*** Source information ***

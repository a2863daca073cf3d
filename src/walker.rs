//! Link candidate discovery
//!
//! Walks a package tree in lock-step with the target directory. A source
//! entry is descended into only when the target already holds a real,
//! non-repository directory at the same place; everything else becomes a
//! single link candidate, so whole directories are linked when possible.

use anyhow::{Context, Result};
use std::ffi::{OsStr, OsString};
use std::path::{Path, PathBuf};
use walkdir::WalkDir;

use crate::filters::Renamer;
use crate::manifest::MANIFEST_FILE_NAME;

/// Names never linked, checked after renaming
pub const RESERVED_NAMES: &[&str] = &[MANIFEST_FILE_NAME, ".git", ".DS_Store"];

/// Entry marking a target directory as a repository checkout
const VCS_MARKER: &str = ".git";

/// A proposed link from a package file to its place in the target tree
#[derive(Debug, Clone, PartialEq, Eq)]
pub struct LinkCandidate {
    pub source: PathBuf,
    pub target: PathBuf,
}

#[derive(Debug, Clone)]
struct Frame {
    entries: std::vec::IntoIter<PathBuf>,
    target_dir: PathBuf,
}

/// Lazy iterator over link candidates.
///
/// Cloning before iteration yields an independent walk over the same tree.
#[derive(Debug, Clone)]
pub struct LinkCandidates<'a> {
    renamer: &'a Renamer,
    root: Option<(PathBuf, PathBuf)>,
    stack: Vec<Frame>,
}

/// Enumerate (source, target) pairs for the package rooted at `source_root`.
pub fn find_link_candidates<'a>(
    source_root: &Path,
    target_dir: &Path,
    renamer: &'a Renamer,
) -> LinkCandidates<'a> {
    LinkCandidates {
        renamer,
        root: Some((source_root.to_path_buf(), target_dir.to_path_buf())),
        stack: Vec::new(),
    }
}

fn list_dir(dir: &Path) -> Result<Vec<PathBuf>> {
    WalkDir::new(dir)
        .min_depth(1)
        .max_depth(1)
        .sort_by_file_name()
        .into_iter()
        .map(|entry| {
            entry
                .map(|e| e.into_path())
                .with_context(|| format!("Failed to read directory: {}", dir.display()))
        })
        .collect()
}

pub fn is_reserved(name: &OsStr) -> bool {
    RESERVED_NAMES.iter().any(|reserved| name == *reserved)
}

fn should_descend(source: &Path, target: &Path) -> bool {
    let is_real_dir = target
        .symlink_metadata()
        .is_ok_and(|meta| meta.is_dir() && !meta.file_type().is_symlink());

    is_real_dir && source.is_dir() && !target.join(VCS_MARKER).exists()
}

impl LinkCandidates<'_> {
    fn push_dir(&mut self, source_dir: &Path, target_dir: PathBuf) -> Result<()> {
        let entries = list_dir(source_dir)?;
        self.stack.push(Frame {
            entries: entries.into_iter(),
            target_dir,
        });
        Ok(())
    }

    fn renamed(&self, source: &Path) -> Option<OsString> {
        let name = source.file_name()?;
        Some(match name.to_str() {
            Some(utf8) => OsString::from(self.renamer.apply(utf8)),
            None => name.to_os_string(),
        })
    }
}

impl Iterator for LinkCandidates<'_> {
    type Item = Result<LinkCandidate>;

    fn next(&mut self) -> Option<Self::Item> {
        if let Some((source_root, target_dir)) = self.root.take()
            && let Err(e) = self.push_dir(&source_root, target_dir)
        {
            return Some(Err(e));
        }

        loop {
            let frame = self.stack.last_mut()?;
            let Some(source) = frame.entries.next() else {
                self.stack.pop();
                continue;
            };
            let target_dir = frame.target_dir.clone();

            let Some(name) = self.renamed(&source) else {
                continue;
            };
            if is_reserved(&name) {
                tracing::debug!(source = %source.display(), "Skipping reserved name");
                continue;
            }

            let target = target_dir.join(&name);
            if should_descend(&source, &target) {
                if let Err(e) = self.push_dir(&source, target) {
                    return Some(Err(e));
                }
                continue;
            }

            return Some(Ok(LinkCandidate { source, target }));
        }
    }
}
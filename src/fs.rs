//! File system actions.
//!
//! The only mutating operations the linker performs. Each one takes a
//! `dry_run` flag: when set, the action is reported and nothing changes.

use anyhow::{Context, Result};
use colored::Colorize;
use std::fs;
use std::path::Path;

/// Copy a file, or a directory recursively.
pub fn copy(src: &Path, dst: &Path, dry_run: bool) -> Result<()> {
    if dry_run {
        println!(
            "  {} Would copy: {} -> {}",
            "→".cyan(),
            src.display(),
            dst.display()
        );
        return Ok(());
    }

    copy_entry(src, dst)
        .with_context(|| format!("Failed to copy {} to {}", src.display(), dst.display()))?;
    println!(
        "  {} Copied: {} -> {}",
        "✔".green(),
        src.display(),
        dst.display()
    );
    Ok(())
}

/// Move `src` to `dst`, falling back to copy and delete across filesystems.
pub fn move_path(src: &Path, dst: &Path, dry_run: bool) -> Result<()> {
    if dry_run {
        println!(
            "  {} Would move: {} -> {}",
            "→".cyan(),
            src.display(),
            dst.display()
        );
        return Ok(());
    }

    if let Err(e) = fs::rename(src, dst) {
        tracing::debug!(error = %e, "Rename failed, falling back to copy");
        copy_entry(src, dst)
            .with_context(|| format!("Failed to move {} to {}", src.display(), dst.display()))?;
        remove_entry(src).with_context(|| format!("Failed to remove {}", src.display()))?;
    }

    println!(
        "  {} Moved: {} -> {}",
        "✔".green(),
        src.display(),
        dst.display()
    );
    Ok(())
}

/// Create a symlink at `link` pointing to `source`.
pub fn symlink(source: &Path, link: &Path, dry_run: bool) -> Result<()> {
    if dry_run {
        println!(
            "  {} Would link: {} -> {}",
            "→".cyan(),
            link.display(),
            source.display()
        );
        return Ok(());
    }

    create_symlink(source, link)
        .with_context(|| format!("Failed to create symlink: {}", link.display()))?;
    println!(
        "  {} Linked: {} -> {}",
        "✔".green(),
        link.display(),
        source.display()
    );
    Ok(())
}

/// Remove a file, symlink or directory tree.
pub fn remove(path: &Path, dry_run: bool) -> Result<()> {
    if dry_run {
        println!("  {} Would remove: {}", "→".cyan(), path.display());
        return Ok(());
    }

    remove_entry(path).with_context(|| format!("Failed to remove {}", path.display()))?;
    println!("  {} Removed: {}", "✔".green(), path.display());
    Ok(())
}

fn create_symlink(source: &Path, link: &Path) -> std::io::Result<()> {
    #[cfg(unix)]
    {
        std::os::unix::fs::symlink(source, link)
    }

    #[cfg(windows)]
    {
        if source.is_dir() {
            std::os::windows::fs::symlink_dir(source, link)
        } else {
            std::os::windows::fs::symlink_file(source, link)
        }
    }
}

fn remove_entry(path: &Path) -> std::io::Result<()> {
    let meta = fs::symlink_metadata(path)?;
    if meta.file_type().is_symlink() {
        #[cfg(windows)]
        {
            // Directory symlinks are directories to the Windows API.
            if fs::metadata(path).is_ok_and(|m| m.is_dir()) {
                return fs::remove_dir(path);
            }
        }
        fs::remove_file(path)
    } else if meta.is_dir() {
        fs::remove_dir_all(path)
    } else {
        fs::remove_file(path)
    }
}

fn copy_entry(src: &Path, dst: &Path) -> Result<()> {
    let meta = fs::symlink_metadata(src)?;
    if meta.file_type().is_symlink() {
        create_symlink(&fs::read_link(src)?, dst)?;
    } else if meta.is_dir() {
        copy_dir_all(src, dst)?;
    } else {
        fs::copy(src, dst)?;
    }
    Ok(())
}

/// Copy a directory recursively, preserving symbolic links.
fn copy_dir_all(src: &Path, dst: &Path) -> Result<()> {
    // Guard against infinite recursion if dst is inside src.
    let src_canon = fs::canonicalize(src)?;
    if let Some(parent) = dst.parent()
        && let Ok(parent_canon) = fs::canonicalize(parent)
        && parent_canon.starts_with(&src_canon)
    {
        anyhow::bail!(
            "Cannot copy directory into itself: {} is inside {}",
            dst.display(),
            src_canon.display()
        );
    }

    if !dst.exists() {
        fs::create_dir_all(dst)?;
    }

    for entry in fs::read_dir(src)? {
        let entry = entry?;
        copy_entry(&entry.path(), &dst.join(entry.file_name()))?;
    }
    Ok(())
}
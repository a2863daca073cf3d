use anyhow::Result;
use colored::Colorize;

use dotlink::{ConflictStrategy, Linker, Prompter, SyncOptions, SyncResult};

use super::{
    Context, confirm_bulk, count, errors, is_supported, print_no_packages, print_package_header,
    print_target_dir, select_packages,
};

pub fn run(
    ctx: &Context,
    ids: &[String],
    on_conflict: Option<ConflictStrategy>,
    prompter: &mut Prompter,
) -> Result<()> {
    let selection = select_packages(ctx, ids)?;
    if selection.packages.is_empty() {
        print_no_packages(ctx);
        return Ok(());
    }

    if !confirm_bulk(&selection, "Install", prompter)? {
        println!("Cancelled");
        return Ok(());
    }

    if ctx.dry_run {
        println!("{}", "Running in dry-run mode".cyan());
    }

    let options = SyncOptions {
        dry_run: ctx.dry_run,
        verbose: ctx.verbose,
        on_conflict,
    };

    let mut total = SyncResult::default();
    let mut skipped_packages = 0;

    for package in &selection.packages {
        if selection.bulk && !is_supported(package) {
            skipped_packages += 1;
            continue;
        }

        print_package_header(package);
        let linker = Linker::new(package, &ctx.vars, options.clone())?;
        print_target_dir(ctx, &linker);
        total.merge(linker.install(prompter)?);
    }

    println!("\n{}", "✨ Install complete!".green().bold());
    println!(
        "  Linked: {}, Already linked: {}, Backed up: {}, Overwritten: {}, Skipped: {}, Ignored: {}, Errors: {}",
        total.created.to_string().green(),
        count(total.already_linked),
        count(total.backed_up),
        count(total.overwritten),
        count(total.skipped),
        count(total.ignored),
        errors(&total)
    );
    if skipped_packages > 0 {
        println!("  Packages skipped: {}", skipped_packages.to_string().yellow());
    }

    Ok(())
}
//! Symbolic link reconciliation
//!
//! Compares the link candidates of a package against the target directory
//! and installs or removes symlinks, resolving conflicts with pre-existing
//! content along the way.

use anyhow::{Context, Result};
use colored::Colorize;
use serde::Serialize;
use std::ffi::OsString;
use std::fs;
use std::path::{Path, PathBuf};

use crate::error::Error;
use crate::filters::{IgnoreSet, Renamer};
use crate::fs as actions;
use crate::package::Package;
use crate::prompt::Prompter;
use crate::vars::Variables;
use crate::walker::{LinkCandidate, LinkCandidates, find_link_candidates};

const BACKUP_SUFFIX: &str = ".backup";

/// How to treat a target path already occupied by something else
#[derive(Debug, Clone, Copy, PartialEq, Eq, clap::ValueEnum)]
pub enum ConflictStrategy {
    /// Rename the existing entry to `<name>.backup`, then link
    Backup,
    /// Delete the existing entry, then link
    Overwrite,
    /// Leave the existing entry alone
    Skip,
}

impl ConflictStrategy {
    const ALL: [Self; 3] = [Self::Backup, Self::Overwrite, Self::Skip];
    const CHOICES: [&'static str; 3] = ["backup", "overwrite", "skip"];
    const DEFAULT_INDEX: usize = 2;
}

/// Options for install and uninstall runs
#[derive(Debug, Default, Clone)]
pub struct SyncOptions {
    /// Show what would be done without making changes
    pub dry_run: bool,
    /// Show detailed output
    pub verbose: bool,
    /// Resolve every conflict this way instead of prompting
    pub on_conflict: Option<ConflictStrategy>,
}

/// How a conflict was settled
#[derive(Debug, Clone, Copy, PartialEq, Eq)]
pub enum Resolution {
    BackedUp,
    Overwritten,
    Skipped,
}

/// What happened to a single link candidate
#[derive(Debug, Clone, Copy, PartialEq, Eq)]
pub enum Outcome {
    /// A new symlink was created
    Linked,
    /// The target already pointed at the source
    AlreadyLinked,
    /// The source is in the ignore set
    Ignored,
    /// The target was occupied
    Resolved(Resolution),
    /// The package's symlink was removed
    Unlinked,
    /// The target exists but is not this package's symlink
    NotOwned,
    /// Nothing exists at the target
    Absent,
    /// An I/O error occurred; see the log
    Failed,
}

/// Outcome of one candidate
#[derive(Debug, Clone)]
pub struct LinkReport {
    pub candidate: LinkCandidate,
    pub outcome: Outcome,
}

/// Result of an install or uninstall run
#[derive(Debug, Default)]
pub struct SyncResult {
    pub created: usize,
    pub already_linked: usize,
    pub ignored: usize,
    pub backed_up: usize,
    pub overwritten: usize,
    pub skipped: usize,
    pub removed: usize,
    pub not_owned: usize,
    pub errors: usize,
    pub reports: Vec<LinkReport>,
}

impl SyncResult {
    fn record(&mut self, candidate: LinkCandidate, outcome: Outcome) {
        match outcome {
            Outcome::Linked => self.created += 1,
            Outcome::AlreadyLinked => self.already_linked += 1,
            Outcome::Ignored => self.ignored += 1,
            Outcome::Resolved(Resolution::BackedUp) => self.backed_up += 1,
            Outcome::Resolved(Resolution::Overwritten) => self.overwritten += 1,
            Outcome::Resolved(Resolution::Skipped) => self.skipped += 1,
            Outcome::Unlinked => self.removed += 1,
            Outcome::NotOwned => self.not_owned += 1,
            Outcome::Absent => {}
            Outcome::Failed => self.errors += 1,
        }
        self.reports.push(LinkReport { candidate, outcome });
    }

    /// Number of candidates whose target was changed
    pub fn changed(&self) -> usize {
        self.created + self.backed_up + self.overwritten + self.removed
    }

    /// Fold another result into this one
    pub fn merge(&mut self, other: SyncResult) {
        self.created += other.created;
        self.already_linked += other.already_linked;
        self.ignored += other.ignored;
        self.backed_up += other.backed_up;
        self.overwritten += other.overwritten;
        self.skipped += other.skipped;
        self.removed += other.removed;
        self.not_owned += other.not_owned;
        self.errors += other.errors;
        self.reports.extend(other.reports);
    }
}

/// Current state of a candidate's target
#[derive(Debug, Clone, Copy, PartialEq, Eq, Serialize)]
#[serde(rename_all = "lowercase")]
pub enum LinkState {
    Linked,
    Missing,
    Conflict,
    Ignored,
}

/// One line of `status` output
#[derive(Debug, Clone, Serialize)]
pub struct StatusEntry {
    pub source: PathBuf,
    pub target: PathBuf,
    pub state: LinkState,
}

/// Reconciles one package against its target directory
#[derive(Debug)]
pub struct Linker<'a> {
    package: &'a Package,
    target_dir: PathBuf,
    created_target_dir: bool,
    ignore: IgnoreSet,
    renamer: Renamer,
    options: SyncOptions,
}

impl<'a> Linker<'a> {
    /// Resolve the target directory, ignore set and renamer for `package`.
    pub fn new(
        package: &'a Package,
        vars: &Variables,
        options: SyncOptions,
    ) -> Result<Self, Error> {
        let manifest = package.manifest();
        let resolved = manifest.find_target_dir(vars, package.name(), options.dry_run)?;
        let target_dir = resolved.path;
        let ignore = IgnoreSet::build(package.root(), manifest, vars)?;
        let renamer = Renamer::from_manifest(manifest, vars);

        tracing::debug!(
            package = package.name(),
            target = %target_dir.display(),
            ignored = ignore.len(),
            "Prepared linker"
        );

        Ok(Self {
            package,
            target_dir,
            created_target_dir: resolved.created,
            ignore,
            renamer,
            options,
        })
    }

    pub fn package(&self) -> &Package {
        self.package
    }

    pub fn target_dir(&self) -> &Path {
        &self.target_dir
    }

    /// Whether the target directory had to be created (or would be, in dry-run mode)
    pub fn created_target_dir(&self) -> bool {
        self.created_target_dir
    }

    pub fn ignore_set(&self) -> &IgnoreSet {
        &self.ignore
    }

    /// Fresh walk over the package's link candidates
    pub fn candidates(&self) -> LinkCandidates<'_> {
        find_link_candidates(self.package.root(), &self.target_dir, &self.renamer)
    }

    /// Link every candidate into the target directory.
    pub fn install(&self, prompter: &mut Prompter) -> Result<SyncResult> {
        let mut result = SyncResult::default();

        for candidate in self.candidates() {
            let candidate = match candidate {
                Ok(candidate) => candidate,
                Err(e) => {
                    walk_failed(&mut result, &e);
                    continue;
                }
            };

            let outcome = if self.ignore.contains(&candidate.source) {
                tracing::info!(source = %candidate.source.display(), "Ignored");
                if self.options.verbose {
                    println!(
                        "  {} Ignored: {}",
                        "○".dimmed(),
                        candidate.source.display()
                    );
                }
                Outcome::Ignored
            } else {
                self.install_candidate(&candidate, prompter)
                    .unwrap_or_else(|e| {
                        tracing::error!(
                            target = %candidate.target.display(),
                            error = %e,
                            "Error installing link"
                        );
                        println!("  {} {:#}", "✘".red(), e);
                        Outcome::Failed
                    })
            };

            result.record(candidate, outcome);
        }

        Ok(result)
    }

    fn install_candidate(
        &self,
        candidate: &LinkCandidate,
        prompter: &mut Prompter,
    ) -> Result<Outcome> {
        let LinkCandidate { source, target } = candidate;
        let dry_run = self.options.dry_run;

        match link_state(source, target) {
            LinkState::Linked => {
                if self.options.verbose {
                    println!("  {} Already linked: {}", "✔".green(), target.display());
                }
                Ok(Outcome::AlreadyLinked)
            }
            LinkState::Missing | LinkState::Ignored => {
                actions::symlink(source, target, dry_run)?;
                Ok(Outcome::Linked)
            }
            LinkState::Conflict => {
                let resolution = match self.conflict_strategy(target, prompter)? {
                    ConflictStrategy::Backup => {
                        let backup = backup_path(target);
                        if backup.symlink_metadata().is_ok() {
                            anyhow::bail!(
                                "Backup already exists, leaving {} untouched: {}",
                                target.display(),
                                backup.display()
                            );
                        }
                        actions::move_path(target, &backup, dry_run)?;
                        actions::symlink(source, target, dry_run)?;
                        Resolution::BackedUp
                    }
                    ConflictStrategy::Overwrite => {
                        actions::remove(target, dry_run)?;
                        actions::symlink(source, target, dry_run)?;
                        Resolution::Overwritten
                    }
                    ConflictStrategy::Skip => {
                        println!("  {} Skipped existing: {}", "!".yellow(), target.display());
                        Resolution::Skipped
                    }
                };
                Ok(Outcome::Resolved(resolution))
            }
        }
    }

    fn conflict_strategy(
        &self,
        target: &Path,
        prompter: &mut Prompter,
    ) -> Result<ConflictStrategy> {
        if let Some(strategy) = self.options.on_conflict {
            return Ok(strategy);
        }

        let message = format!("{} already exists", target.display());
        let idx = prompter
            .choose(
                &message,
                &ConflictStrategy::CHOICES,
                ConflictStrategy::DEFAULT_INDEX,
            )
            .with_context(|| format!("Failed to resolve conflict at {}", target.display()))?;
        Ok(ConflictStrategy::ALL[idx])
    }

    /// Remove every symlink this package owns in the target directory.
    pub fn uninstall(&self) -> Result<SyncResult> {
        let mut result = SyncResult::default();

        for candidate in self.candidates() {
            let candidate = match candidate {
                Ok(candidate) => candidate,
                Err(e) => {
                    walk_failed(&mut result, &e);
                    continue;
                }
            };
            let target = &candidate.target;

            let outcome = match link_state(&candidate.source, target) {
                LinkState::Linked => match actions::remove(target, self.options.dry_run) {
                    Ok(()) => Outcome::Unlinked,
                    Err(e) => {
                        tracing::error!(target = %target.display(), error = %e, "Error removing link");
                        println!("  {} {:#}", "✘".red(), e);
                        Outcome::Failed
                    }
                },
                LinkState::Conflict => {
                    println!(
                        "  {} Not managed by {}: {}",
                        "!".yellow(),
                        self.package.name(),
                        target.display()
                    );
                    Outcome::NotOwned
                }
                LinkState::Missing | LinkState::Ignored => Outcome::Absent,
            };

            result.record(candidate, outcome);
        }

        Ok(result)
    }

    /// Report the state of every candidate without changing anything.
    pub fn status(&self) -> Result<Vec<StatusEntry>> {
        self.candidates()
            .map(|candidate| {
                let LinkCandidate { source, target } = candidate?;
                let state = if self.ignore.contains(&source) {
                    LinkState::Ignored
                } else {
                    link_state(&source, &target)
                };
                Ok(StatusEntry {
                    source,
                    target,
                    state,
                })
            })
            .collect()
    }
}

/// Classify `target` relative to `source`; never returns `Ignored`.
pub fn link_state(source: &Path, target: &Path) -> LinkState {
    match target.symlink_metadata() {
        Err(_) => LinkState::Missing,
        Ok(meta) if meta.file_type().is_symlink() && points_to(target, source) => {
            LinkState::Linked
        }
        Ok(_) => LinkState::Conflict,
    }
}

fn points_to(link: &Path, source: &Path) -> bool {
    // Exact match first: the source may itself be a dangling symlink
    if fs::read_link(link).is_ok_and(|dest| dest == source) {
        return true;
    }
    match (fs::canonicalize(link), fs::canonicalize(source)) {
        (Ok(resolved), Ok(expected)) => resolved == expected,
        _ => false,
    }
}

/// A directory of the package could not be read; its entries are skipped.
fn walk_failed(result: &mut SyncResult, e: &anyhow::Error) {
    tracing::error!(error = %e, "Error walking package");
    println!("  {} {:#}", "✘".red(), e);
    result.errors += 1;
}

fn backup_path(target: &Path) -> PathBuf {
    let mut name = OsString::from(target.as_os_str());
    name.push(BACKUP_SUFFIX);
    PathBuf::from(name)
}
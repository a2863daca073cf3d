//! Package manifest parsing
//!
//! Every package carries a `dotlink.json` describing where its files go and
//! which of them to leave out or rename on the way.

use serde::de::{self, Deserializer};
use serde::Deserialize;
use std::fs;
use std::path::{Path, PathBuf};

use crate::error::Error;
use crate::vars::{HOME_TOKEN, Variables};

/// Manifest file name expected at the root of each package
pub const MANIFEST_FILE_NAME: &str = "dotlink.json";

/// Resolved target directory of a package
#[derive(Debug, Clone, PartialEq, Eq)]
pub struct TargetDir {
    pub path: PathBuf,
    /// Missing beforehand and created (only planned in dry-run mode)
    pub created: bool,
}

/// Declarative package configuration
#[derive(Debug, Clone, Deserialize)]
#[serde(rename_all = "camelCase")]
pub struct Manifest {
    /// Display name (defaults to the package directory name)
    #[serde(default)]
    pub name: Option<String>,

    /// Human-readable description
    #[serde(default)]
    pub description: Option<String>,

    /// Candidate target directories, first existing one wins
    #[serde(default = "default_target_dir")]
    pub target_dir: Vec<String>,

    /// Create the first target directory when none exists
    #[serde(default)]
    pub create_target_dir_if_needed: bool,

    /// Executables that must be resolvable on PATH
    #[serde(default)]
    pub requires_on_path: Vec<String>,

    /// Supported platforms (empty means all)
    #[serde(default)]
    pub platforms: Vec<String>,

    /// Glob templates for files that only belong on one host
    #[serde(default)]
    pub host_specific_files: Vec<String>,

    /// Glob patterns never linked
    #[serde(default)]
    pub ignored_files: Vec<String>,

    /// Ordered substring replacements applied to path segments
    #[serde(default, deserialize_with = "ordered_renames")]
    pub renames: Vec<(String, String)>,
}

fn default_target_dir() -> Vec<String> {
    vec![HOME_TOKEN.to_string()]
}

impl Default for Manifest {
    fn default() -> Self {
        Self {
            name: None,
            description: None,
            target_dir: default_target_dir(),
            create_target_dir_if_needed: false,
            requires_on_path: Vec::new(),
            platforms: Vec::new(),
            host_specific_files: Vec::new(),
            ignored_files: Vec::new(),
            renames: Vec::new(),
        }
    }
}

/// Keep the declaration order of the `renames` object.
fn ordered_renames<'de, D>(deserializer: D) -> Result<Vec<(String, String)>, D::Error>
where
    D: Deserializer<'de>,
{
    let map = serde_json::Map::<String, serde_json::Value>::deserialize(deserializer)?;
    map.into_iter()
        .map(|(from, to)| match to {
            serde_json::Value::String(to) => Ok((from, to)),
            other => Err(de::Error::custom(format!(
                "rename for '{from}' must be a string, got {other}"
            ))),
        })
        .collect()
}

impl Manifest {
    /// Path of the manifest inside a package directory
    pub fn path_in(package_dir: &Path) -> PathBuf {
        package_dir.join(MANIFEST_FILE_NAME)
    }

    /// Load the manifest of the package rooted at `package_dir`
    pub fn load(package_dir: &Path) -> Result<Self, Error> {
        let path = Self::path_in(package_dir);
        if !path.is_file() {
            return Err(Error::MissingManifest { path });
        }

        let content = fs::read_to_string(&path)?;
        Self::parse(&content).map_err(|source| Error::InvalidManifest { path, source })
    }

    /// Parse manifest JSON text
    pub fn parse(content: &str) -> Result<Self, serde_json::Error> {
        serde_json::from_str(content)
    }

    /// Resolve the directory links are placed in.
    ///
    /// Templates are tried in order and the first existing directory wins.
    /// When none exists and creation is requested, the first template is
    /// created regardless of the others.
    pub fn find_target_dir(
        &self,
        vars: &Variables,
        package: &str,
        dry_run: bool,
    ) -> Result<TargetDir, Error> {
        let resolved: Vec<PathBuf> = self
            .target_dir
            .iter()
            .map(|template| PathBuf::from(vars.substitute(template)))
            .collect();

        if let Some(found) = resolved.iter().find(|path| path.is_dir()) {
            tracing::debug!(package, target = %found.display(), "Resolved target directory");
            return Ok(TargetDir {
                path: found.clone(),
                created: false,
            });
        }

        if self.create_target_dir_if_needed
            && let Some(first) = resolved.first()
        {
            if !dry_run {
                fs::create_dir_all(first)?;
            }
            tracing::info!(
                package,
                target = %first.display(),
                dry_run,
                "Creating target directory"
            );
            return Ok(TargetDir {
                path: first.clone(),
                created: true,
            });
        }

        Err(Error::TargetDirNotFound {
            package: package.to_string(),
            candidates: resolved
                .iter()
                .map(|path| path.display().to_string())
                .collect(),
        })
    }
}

*** End of Source information ***

__The problem__: Repeat exactly the lines of the listing above, from the one with "use crate::vars::Variables;" down to the one with "const ALL: [Self;"; both of those lines belong in the range.

__Answer to this problem__:
use crate::vars::Variables;
use crate::walker::{LinkCandidate, LinkCandidates, find_link_candidates};

const BACKUP_SUFFIX: &str = ".backup";

/// How to treat a target path already occupied by something else
#[derive(Debug, Clone, Copy, PartialEq, Eq, clap::ValueEnum)]
pub enum ConflictStrategy {
    /// Rename the existing entry to `<name>.backup`, then link
    Backup,
    /// Delete the existing entry, then link
    Overwrite,
    /// Leave the existing entry alone
    Skip,
}

impl ConflictStrategy {
    const ALL: [Self; 3] = [Self::Backup, Self::Overwrite, Self::Skip];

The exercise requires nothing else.